Copy each line in the data below that contains the word "host".

(Records excerpted from a collection)
########
//! Value marshalling between host values and guest memory.
//!
//! Values cross the boundary as JSON text. Encoding allocates a buffer with
//! the guest's `opa_malloc`, writes the text, and has the guest parse it
//! with `opa_json_parse` into its own representation, yielding a handle.
//! Decoding asks `opa_json_dump` to render a handle back to null-terminated
//! text and deserializes it. The bridge never frees anything; the session
//! reclaims guest memory in bulk by resetting the heap pointer.

use serde_json::Value;
use wasmtime::{AsContextMut, Instance, TypedFunc};

use crate::abi::typed_export;
use crate::error::{handle_trap, PolicyError};
use crate::memory::LinearMemory;

/// Encodes and decodes structured values through one guest instance.
///
/// Holds only export handles and the memory handle, so it is cheap to clone
/// into host callbacks. Every operation takes the store it runs against.
#[derive(Clone)]
pub struct MemoryBridge {
    memory: LinearMemory,
    malloc: TypedFunc<i32, i32>,
    json_parse: TypedFunc<(i32, i32), i32>,
    json_dump: TypedFunc<i32, i32>,
}

impl MemoryBridge {
    pub fn resolve(
        mut store: impl AsContextMut,
        instance: &Instance,
        memory: LinearMemory,
    ) -> Result<Self, PolicyError> {
        Ok(Self {
            memory,
            malloc: typed_export(&mut store, instance, "opa_malloc")?,
            json_parse: typed_export(&mut store, instance, "opa_json_parse")?,
            json_dump: typed_export(&mut store, instance, "opa_json_dump")?,
        })
    }

    pub fn memory(&self) -> LinearMemory {
        self.memory
    }

    /// Move `value` into guest memory and return its handle.
    ///
    /// `None` (undefined) is handle 0 and does not touch guest memory.
    pub fn encode(
        &self,
        mut store: impl AsContextMut,
        value: Option<&Value>,
    ) -> Result<i32, PolicyError> {
        let Some(value) = value else {
            return Ok(0);
        };
        let text = serde_json::to_vec(value)
            .map_err(|e| PolicyError::Serialization(e.to_string()))?;
        let len = i32::try_from(text.len()).map_err(|_| {
            PolicyError::Serialization(format!("value of {} bytes is too large", text.len()))
        })?;

        let addr = handle_trap(self.malloc.call(&mut store, len))?;
        // Memory may have grown inside opa_malloc; the write re-derives its view.
        self.memory.write(&mut store, addr, &text)?;

        let handle = handle_trap(self.json_parse.call(&mut store, (addr, len)))?;
        if handle == 0 {
            return Err(PolicyError::Serialization(
                "guest failed to parse value".into(),
            ));
        }
        Ok(handle)
    }

    /// Read the value behind `handle` back into a host value.
    pub fn decode(&self, mut store: impl AsContextMut, handle: i32) -> Result<Value, PolicyError> {
        if handle == 0 {
            return Err(PolicyError::Deserialization("null value handle".into()));
        }
        let addr = handle_trap(self.json_dump.call(&mut store, handle))?;
        self.decode_text(&mut store, addr)
    }

    /// Deserialize the null-terminated JSON text at `addr`.
    pub fn decode_text(&self, store: impl AsContextMut, addr: i32) -> Result<Value, PolicyError> {
        let bytes = self.memory.read_cstr(&store, addr)?;
        serde_json::from_slice(&bytes).map_err(|e| PolicyError::Deserialization(e.to_string()))
    }
}

/// Read a null-terminated message directly from memory, replacing invalid UTF-8.
///
/// Used for `opa_abort` and `opa_println` arguments, which are plain C strings
/// rather than value handles.
pub fn decode_cstring(
    memory: LinearMemory,
    store: impl AsContextMut,
    addr: i32,
) -> Result<String, PolicyError> {
    let bytes = memory.read_cstr(&store, addr)?;
    Ok(String::from_utf8_lossy(&bytes).into_owned())
}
########
- **SOLVED EXERCISE**:
//! Value marshalling between host values and guest memory.
/// into host callbacks. Every operation takes the store it runs against.
    /// Read the value behind `handle` back into a host value.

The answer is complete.